She said good-bye to her tooth, wiped her bloody hand on her shirt, then groped down the side of her body until she found the Glock in the cargo pocket of her trousers. This she pulled out and brought up in front of her face. She had no idea how many rounds it contained. Since she seemed to have some time, she ejected its clip and rotated the back of it into the sunlight so that she could see through the little holes in its back and count the bullets. This was a seventeen-round magazine that contained nine rounds at the moment; a tenth was already chambered. She shoved the clip back into the pistol’s grip, made sure it was firmly seated, and slipped her finger carefully over the trigger, which was in its forward position: her weapon was cocked and ready to fire.
YUXIA ABOUT-FACED AND hurled herself down into the forest with Richard mounting the hottest pursuit of which he was capable. Seamus was very close to having his feelings hurt by the decisiveness with which the young lady had embraced, and acted upon, his plan. He had been assuming that there would be a lengthy and tedious transitional phase during which he would be obliged to convince her, against all of her soft womanly emotions, to leave him behind in this mortally dangerous situation: semiexposed, facing an enemy with a vastly longer-range weapon, yet unable to maneuver freely because of the requirement not to abandon Jack the chopper pilot.
In the minutes after she and Richard departed, Seamus had to keep himself busy moving about the area in a very specific manner, trying to situate himself so that the sniper above would (preferably) not be able to see him, or (barring that) not be able to get a good shot off at him. His camouflage clothing, ironically, was doing him very little good. The helicopter had come to a halt in a small and sparse collection of trees surrounded on three sides by a field of blindingly white snow. Unless he wanted to expose himself on that snow like a cockroach in a bathtub, he only had one way out, which was to move downhill into a little draw, lined with shrubs and scrubby little coniferous trees, that drained this part of the slope and eventually turned into a tributary of the river that plunged over the American Falls. This was the route that Yuxia and Richard had taken. There was little doubt in Seamus’s mind that those two were safe, at least for the time being. He was hoping that the sniper would see the disturbance that they made in the low foliage as they hustled through it, hear them crashing through dry undergrowth and snapping branches with their feet, and decide to chase after them, which would bring him directly across Seamus’s field of fire. The sniper couldn’t possibly know how many surviving people were in this party, and he couldn’t know how many had just run down the draw; with luck he would assume that they had all run off and feel no inhibitions about giving chase openly.
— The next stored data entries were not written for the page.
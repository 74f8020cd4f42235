//! The `folio resolve` command.

use clap::Args;
use folio_core::{
    Config, DocumentUriResolver, FileStreamProvider, ImageResourceLoader, RenderContext,
};
use serde::Serialize;
use url::Url;

/// Arguments for the `resolve` command.
#[derive(Args, Debug)]
pub struct ResolveArgs {
    /// Image references: URIs, file paths, or data: strings
    #[arg(required = true)]
    pub references: Vec<String>,

    /// Base document URI for resolving relative references
    #[arg(long)]
    pub base: Option<String>,

    /// Device scale factor (dots per pixel); defaults to the configured value
    #[arg(long)]
    pub dpp: Option<f32>,

    /// Emit results as JSON on stdout
    #[arg(long)]
    pub json: bool,
}

/// One resolution result, as reported to the user.
#[derive(Serialize, Debug)]
struct ResolveReport {
    reference: String,
    source: Option<String>,
    resolved: bool,
    #[serde(skip_serializing_if = "Option::is_none")]
    width: Option<u32>,
    #[serde(skip_serializing_if = "Option::is_none")]
    height: Option<u32>,
    #[serde(skip_serializing_if = "Option::is_none")]
    media_type: Option<String>,
}

/// Execute the resolve command.
pub fn execute(args: ResolveArgs, config: &Config) -> anyhow::Result<()> {
    let reports = resolve_references(&args, config)?;

    if args.json {
        println!("{}", serde_json::to_string_pretty(&reports)?);
    } else {
        for report in &reports {
            let shown = report.source.as_deref().unwrap_or("<embedded>");
            match (report.width, report.height) {
                (Some(w), Some(h)) => println!("{shown}: {w}x{h}"),
                _ => println!("{shown}: unresolved"),
            }
        }
    }

    Ok(())
}

/// Resolve every reference and collect per-reference reports.
///
/// Individual failures land in the report as `resolved: false`; only invalid
/// arguments (bad base URI, non-positive scale factor) abort the run.
fn resolve_references(args: &ResolveArgs, config: &Config) -> anyhow::Result<Vec<ResolveReport>> {
    let resolver = match &args.base {
        Some(base) => {
            let url = Url::parse(base)
                .map_err(|e| anyhow::anyhow!("invalid --base URI '{base}': {e}"))?;
            DocumentUriResolver::with_base(url)
        }
        None => DocumentUriResolver::new(),
    };
    let loader = ImageResourceLoader::new(
        config,
        Box::new(resolver),
        Box::new(FileStreamProvider::new()),
    );

    let dpp = args.dpp.unwrap_or(config.resolution.dots_per_pixel);
    anyhow::ensure!(
        dpp.is_finite() && dpp > 0.0,
        "--dpp must be a positive finite number"
    );
    let ctx = RenderContext::new(dpp);

    let mut reports = Vec::with_capacity(args.references.len());
    for reference in &args.references {
        let resource = loader.resolve(reference, &ctx);
        let (width, height) = match resource.dimensions() {
            Some((w, h)) => (Some(w), Some(h)),
            None => (None, None),
        };
        reports.push(ResolveReport {
            reference: reference.clone(),
            resolved: resource.has_image(),
            media_type: resource
                .image
                .as_ref()
                .and_then(|img| img.media_type().map(str::to_string)),
            source: resource.source,
            width,
            height,
        });
    }
    Ok(reports)
}
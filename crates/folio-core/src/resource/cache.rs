//! Bounded cache of decoded image resources.

use std::num::NonZeroUsize;
use std::sync::Mutex;

use lru::LruCache;

use crate::types::ImageResource;

/// Default number of decoded resources kept in memory.
pub const DEFAULT_CAPACITY: usize = 32;

/// LRU cache from resolved absolute reference to its decoded resource.
///
/// Only successfully decoded resources belong here; failures are never
/// inserted, so a hit always carries an image and failed references are
/// retried on every request.
///
/// LRU operations require mutable access, so the map sits behind a coarse
/// mutex; critical sections are short (a lookup or an insert). That makes
/// concurrent `get`/`insert` safe when a loader is shared across threads,
/// but there is no cross-request deduplication: two concurrent misses for
/// the same reference may both fetch and decode, and the last insert wins.
#[derive(Debug)]
pub struct ResourceCache {
    inner: Mutex<LruCache<String, ImageResource>>,
}

impl ResourceCache {
    /// Create a cache holding at most `capacity` resources.
    pub fn new(capacity: usize) -> Self {
        let cap = NonZeroUsize::new(capacity.max(1)).unwrap();
        Self {
            inner: Mutex::new(LruCache::new(cap)),
        }
    }

    /// Look up a resource, marking it most-recently-used on a hit.
    pub fn get(&self, key: &str) -> Option<ImageResource> {
        self.inner.lock().unwrap().get(key).cloned()
    }

    /// Insert a resource, evicting the least-recently-used entry when at
    /// capacity.
    pub fn insert(&self, key: String, resource: ImageResource) {
        debug_assert!(resource.has_image(), "only decoded resources are cached");
        self.inner.lock().unwrap().put(key, resource);
    }

    /// Number of cached resources.
    pub fn len(&self) -> usize {
        self.inner.lock().unwrap().len()
    }

    pub fn is_empty(&self) -> bool {
        self.len() == 0
    }

    /// Whether a key is present, without touching recency order.
    #[cfg(test)]
    fn contains(&self, key: &str) -> bool {
        self.inner.lock().unwrap().peek(key).is_some()
    }
}

impl Default for ResourceCache {
    fn default() -> Self {
        Self::new(DEFAULT_CAPACITY)
    }
}

#[cfg(test)]
mod tests {
    use super::*;
    use crate::types::RasterImage;
    use image::DynamicImage;
    use std::sync::Arc;

    fn resource(name: &str) -> ImageResource {
        ImageResource::resolved(
            name.to_string(),
            Arc::new(RasterImage::new(DynamicImage::new_rgb8(1, 1))),
        )
    }

    #[test]
    fn test_get_returns_inserted_resource() {
        let cache = ResourceCache::new(4);
        assert!(cache.is_empty());
        cache.insert("a".into(), resource("a"));
        let hit = cache.get("a").unwrap();
        assert_eq!(hit.source.as_deref(), Some("a"));
        assert!(cache.get("b").is_none());
    }

    #[test]
    fn test_eviction_drops_least_recently_used() {
        let cache = ResourceCache::new(2);
        cache.insert("a".into(), resource("a"));
        cache.insert("b".into(), resource("b"));
        cache.insert("c".into(), resource("c"));
        assert_eq!(cache.len(), 2);
        assert!(!cache.contains("a"));
        assert!(cache.contains("b"));
        assert!(cache.contains("c"));
    }

    #[test]
    fn test_get_refreshes_recency() {
        let cache = ResourceCache::new(2);
        cache.insert("a".into(), resource("a"));
        cache.insert("b".into(), resource("b"));
        // Touch "a" so "b" becomes the eviction victim
        cache.get("a");
        cache.insert("c".into(), resource("c"));
        assert!(cache.contains("a"));
        assert!(!cache.contains("b"));
    }

    #[test]
    fn test_hits_share_the_decoded_object() {
        let cache = ResourceCache::new(2);
        cache.insert("a".into(), resource("a"));
        let first = cache.get("a").unwrap();
        let second = cache.get("a").unwrap();
        assert!(Arc::ptr_eq(
            first.image.as_ref().unwrap(),
            second.image.as_ref().unwrap()
        ));
    }
}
Seamus found a place that suited him, where he was able to settle himself into a little depression in the ground and peer uphill between tree trunks. He had pulled the hood of his jacket up over his head and cinched its drawstring tight, covering his hair and as much as possible of the oval of his face. This interfered with hearing and peripheral vision but seemed preferable to giving the sniper a nice round flesh-colored target. Sunglasses hid his eyes. He settled in to wait.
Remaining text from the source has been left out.